Le travail de l’ex-députée Bonsant a des échos à la Chambre des communes

Par Vincent Cliche
Le travail de l’ex-députée Bonsant a des échos à la Chambre des communes
L'ex-députée de Compton-Stanstead

Au cours de ses sept années à titre de députée bloquiste de Compton-Stanstead, France Bonsant a mené de front plusieurs dossiers, dont celui de l’aide aux familles des victimes d’actes criminels. Aujourd’hui, l’ex-parlementaire se réjouit de voir son travail porter fruit.

En effet, le gouvernement conservateur de Stephen Harper a déposé le projet de loi C-44, qui, malgré quelques différences, s’apparente aux propositions amenées par Mme Bonsant. «C’est une belle victoire pour les familles d’actes criminels, le tout grâce au travail de longue haleine du Bloc québécois», s’exprime-t-elle.

Rappelons que France Bonsant avait déposé le projet de loi C-363 en 2005. Mort au feuilleton, elle avait retenté de le déposer (C-343), en 2010. Ce dernier avait reçu l’appui de tous les députés de l’opposition lors d’un vote en deuxième lecture à la Chambre des communes. Seuls les députés conservateurs s’y étaient opposés, malgré l’appui de l’Association Plaidoyer-Victimes ainsi que de l’Association des familles de personnes assassinées ou disparues (AFPAD).

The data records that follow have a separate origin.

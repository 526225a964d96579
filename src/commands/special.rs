//! Special commands parser for interactive chat mode
//!
//! This module parses the special commands that can be entered during an
//! interactive session. Special commands allow users to:
//! - Switch between Generator and Beef-Up modes
//! - Toggle thinking mode and search grounding
//! - Load, edit, and inject structure templates
//! - Browse presets and run the audio-analysis flow
//! - Manage saved sessions
//!
//! Commands are prefixed with `/`; the command word is case-insensitive.

use crate::chat_mode::AppMode;
use crate::template::SectionField;
use thiserror::Error;

/// Errors that can occur when parsing special commands
#[derive(Error, Debug, Clone, PartialEq, Eq)]
pub enum CommandError {
    /// Unknown command was entered
    #[error("Unknown command: {0}\n\nType '/help' to see available commands")]
    UnknownCommand(String),

    /// Command was given an unsupported argument
    #[error("Unsupported argument for {command}: {arg}\n\nType '/help' to see valid usage")]
    UnsupportedArgument { command: String, arg: String },

    /// Command requires an argument but none was provided
    #[error("Command {command} requires an argument\n\nUsage: {usage}")]
    MissingArgument { command: String, usage: String },
}

/// Special commands that can be executed during interactive chat
///
/// These commands modify the session state or provide information,
/// rather than being sent to the assistant.
#[derive(Debug, Clone, PartialEq, Eq)]
pub enum SpecialCommand {
    /// Switch the application mode (generator or beefup)
    SwitchMode(AppMode),

    /// Set the technical-spec fidelity settings (sample rate, bit depth)
    SetSpecs {
        sample_rate: String,
        bit_depth: String,
    },

    /// Toggle thinking mode; None toggles, Some sets explicitly
    ToggleThinking(Option<bool>),

    /// Toggle search grounding; None toggles, Some sets explicitly
    ToggleSearch(Option<bool>),

    /// List the built-in structure templates
    ListTemplates,

    /// Load a structure template into the editor by id
    LoadTemplate(String),

    /// Move a section in the editor from one position to another
    MoveSection { from: usize, to: usize },

    /// Insert a blank section, optionally at a position (appends otherwise)
    AddSection(Option<usize>),

    /// Remove the section at a position
    RemoveSection(usize),

    /// Update one field of the section at a position
    SetField {
        index: usize,
        field: SectionField,
        value: String,
    },

    /// Serialize the editor contents into the next outgoing prompt
    InjectStructure,

    /// List the preset prompt library for the active mode
    ListPresets,

    /// Send a preset request by genre name
    UsePreset(String),

    /// Analyze an audio file, with an optional description
    Analyze { path: String, description: String },

    /// Transcribe an audio file and send the transcript as the prompt
    Hear(String),

    /// Speak the last assistant reply aloud
    Speak,

    /// Start a fresh session
    NewSession,

    /// List saved sessions
    ListSessions,

    /// Load a saved session by id
    LoadSession(String),

    /// Delete a saved session by id
    DeleteSession(String),

    /// Branch the session at an earlier message and answer from there
    ReplyAt(String),

    /// Display current mode, toggles, and spec settings
    ShowStatus,

    /// Display help information
    Help,

    /// Exit the interactive session
    Exit,

    /// Not a special command
    ///
    /// The input should be processed as a regular prompt.
    None,
}

fn missing(command: &str, usage: &str) -> CommandError {
    CommandError::MissingArgument {
        command: command.to_string(),
        usage: usage.to_string(),
    }
}

fn unsupported(command: &str, arg: &str) -> CommandError {
    CommandError::UnsupportedArgument {
        command: command.to_string(),
        arg: arg.to_string(),
    }
}

fn parse_index(command: &str, arg: &str) -> Result<usize, CommandError> {
    arg.parse::<usize>().map_err(|_| unsupported(command, arg))
}

fn parse_toggle(command: &str, rest: &str) -> Result<Option<bool>, CommandError> {
    match rest {
        "" => Ok(None),
        "on" => Ok(Some(true)),
        "off" => Ok(Some(false)),
        other => Err(unsupported(command, other)),
    }
}

/// Parse a user input string into a special command
///
/// The command word is case-insensitive; arguments keep their original
/// case (template ids, file paths, field values).
///
/// # Arguments
///
/// * `input` - The user input string to parse
///
/// # Returns
///
/// Returns Ok(SpecialCommand) for valid commands or SpecialCommand::None
/// for non-commands.
///
/// # Errors
///
/// Returns CommandError::UnknownCommand if input starts with "/" but is not
/// a valid command, CommandError::UnsupportedArgument for a bad argument,
/// and CommandError::MissingArgument when a required argument is absent.
///
/// # Examples
///
/// ```
/// use beatsmith::commands::special::{parse_special_command, SpecialCommand};
/// use beatsmith::chat_mode::AppMode;
///
/// let cmd = parse_special_command("/mode beefup").unwrap();
/// assert_eq!(cmd, SpecialCommand::SwitchMode(AppMode::BeefUp));
///
/// let cmd = parse_special_command("make it darker").unwrap();
/// assert_eq!(cmd, SpecialCommand::None);
///
/// assert!(parse_special_command("/bogus").is_err());
/// ```
pub fn parse_special_command(input: &str) -> Result<SpecialCommand, CommandError> {
    let trimmed = input.trim();
    let lower = trimmed.to_lowercase();

    // If input doesn't start with "/", it's not a command (except exit/quit)
    if !trimmed.starts_with('/') && lower != "exit" && lower != "quit" {
        return Ok(SpecialCommand::None);
    }

    if matches!(lower.as_str(), "exit" | "quit" | "/exit" | "/quit") {
        return Ok(SpecialCommand::Exit);
    }

    let mut parts = trimmed.splitn(2, char::is_whitespace);
    let command = parts.next().unwrap_or("").to_lowercase();
    let rest = parts.next().unwrap_or("").trim();

    match command.as_str() {
        "/mode" => {
            if rest.is_empty() {
                return Err(missing("/mode", "/mode <generator|beefup>"));
            }
            AppMode::parse_str(rest)
                .map(SpecialCommand::SwitchMode)
                .map_err(|_| unsupported("/mode", rest))
        }

        "/specs" => {
            let mut args = rest.split_whitespace();
            match (args.next(), args.next(), args.next()) {
                (Some(rate), Some(depth), None) => Ok(SpecialCommand::SetSpecs {
                    sample_rate: rate.to_string(),
                    bit_depth: depth.to_string(),
                }),
                _ => Err(missing("/specs", "/specs <sample_rate> <bit_depth>")),
            }
        }

        "/think" => parse_toggle("/think", rest).map(SpecialCommand::ToggleThinking),
        "/search" => parse_toggle("/search", rest).map(SpecialCommand::ToggleSearch),

        "/templates" => {
            if rest.is_empty() {
                Ok(SpecialCommand::ListTemplates)
            } else {
                Err(unsupported("/templates", rest))
            }
        }

        "/template" => {
            if rest.is_empty() {
                return Err(missing("/template", "/template <id>"));
            }
            Ok(SpecialCommand::LoadTemplate(rest.to_string()))
        }

        "/move" => {
            let mut args = rest.split_whitespace();
            match (args.next(), args.next(), args.next()) {
                (Some(from), Some(to), None) => Ok(SpecialCommand::MoveSection {
                    from: parse_index("/move", from)?,
                    to: parse_index("/move", to)?,
                }),
                _ => Err(missing("/move", "/move <from> <to>")),
            }
        }

        "/add" => {
            if rest.is_empty() {
                Ok(SpecialCommand::AddSection(None))
            } else {
                Ok(SpecialCommand::AddSection(Some(parse_index("/add", rest)?)))
            }
        }

        "/remove" => {
            if rest.is_empty() {
                return Err(missing("/remove", "/remove <index>"));
            }
            Ok(SpecialCommand::RemoveSection(parse_index("/remove", rest)?))
        }

        "/set" => {
            let mut args = rest.splitn(3, char::is_whitespace);
            match (args.next(), args.next(), args.next()) {
                (Some(index), Some(field), Some(value)) if !value.trim().is_empty() => {
                    Ok(SpecialCommand::SetField {
                        index: parse_index("/set", index)?,
                        field: SectionField::parse_str(field)
                            .map_err(|_| unsupported("/set", field))?,
                        value: value.trim().to_string(),
                    })
                }
                _ => Err(missing("/set", "/set <index> <name|bars|type|description> <value>")),
            }
        }

        "/inject" => {
            if rest.is_empty() {
                Ok(SpecialCommand::InjectStructure)
            } else {
                Err(unsupported("/inject", rest))
            }
        }

        "/presets" => {
            if rest.is_empty() {
                Ok(SpecialCommand::ListPresets)
            } else {
                Err(unsupported("/presets", rest))
            }
        }

        "/preset" => {
            if rest.is_empty() {
                return Err(missing("/preset", "/preset <genre>"));
            }
            Ok(SpecialCommand::UsePreset(rest.to_string()))
        }

        "/analyze" => {
            if rest.is_empty() {
                return Err(missing("/analyze", "/analyze <file> [description]"));
            }
            let mut args = rest.splitn(2, char::is_whitespace);
            let path = args.next().unwrap_or("").to_string();
            let description = args.next().unwrap_or("").trim().to_string();
            Ok(SpecialCommand::Analyze { path, description })
        }

        "/hear" => {
            if rest.is_empty() {
                return Err(missing("/hear", "/hear <file>"));
            }
            Ok(SpecialCommand::Hear(rest.to_string()))
        }

        "/say" => {
            if rest.is_empty() {
                Ok(SpecialCommand::Speak)
            } else {
                Err(unsupported("/say", rest))
            }
        }

        "/new" => Ok(SpecialCommand::NewSession),
        "/sessions" => Ok(SpecialCommand::ListSessions),

        "/load" => {
            if rest.is_empty() {
                return Err(missing("/load", "/load <session_id>"));
            }
            Ok(SpecialCommand::LoadSession(rest.to_string()))
        }

        "/delete" => {
            if rest.is_empty() {
                return Err(missing("/delete", "/delete <session_id>"));
            }
            Ok(SpecialCommand::DeleteSession(rest.to_string()))
        }

        "/reply" => {
            if rest.is_empty() {
                return Err(missing("/reply", "/reply <message_id>"));
            }
            Ok(SpecialCommand::ReplyAt(rest.to_string()))
        }

        "/status" => Ok(SpecialCommand::ShowStatus),
        "/help" | "/?" => Ok(SpecialCommand::Help),

        _ => Err(CommandError::UnknownCommand(command)),
    }
}

/// Help text for the interactive session
pub fn help_text() -> &'static str {
    r#"Available commands:
  /mode <generator|beefup>   Switch application mode
  /specs <rate> <depth>      Set technical specs (e.g. /specs 48kHz 24-bit)
  /think [on|off]            Toggle thinking mode (pro model)
  /search [on|off]           Toggle web-search grounding
  /templates                 List structure templates
  /template <id>             Load a template into the editor
  /move <from> <to>          Reorder editor sections
  /add [index]               Insert a blank section
  /remove <index>            Remove a section
  /set <i> <field> <value>   Edit a section (name|bars|type|description)
  /inject                    Inject the structure into the next prompt
  /presets                   List preset prompts for the active mode
  /preset <genre>            Send a preset request
  /analyze <file> [desc]     Run the audio audit on a file
  /hear <file>               Transcribe an audio file and send it as the prompt
  /say                       Speak the last reply aloud
  /new                       Start a fresh session
  /sessions                  List saved sessions
  /load <session_id>         Load a saved session
  /delete <session_id>       Delete a saved session
  /reply <message_id>        Branch the session at a message
  /status                    Show current mode and settings
  /help                      Show this help
  exit | quit                Leave the session"#
}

La proposition bloquiste mentionne l’accord d’un soutien financier aux familles victimes d’actes criminels, notamment par des amendements au Code canadien du travail et aux règles de l’assurance-emploi, en introduisant un congé pour raisons familiales.

«Je veux faire part de ma grande fierté d’être de ceux et elles qui ont cru que les victimes et leurs proches devaient être traités avec plus de considération et que des mesures devaient être prises pour assurer une meilleure qualité de vie à des personnes qui avaient déjà suffisamment souffert», conclut Mme Bonsant.